(Dataset excerpts)

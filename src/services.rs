pub mod availability;
pub mod booking_funnel;
pub mod identity_service;
pub mod session_registry;
pub mod slots;
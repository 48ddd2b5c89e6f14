// src/config.rs

use std::{env, sync::Arc, time::Duration};

use anyhow::Context;
use sqlx::{postgres::PgPoolOptions, PgPool};

use crate::{
    db::{
        AppointmentRepository, BookingStore, CatalogRepository, CrmRepository, PgBookingStore,
        TenantRepository,
    },
    services::{identity_service::IdentityService, session_registry::SessionRegistry},
};

// Configuração lida do ambiente (.env em desenvolvimento)
#[derive(Debug, Clone)]
pub struct AppConfig {
    pub database_url: String,
    pub app_addr: String,
    pub db_max_connections: u32,
    pub session_ttl: Duration,
    pub bcrypt_cost: u32,
}

impl AppConfig {
    pub fn from_env() -> anyhow::Result<Self> {
        dotenvy::dotenv().ok();

        let database_url = env::var("DATABASE_URL").context("DATABASE_URL deve ser definida")?;
        let app_addr = env::var("APP_ADDR").unwrap_or_else(|_| "0.0.0.0:3000".to_string());
        let db_max_connections = parse_var("DB_MAX_CONNECTIONS", 5)?;
        let session_ttl_minutes: u64 = parse_var("BOOKING_SESSION_TTL_MINUTES", 30)?;
        let bcrypt_cost = parse_var("BCRYPT_COST", bcrypt::DEFAULT_COST)?;

        Ok(Self {
            database_url,
            app_addr,
            db_max_connections,
            session_ttl: Duration::from_secs(session_ttl_minutes * 60),
            bcrypt_cost,
        })
    }
}

fn parse_var<T>(name: &str, default: T) -> anyhow::Result<T>
where
    T: std::str::FromStr,
    T::Err: std::error::Error + Send + Sync + 'static,
{
    match env::var(name) {
        Ok(raw) => raw
            .trim()
            .parse()
            .with_context(|| format!("{name} inválida: {raw}")),
        Err(_) => Ok(default),
    }
}

// O estado compartilhado que será acessível em toda a aplicação
#[derive(Clone)]
pub struct AppState {
    pub store: Arc<dyn BookingStore>,
    pub identity_service: IdentityService,
    pub sessions: Arc<SessionRegistry>,
}

impl AppState {
    /// Conecta ao banco usando '?' para propagar erros.
    pub async fn connect(config: &AppConfig) -> anyhow::Result<PgPool> {
        let db_pool = PgPoolOptions::new()
            .max_connections(config.db_max_connections)
            .acquire_timeout(Duration::from_secs(3))
            .connect(&config.database_url)
            .await?;

        tracing::info!("✅ Conexão com o banco de dados estabelecida com sucesso!");
        Ok(db_pool)
    }

    // --- Monta o gráfico de dependências ---
    pub fn from_pool(db_pool: PgPool, config: &AppConfig) -> Self {
        let store = PgBookingStore::new(
            TenantRepository::new(db_pool.clone()),
            CatalogRepository::new(db_pool.clone()),
            AppointmentRepository::new(db_pool.clone()),
            CrmRepository::new(db_pool),
        );
        Self::from_store(Arc::new(store), config.bcrypt_cost, config.session_ttl)
    }

    pub fn from_store(store: Arc<dyn BookingStore>, bcrypt_cost: u32, session_ttl: Duration) -> Self {
        Self {
            identity_service: IdentityService::new(store.clone(), bcrypt_cost),
            store,
            sessions: Arc::new(SessionRegistry::new(session_ttl)),
        }
    }
}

EXERCISE
Find the string "Self" in the entries above. Copy each line where it occurs.

RESULT OF THE EXERCISE
    pub fn from_env() -> anyhow::Result<Self> {
        Ok(Self {
    pub fn from_pool(db_pool: PgPool, config: &AppConfig) -> Self {
        Self::from_store(Arc::new(store), config.bcrypt_cost, config.session_ttl)
    pub fn from_store(store: Arc<dyn BookingStore>, bcrypt_cost: u32, session_ttl: Duration) -> Self {
        Self {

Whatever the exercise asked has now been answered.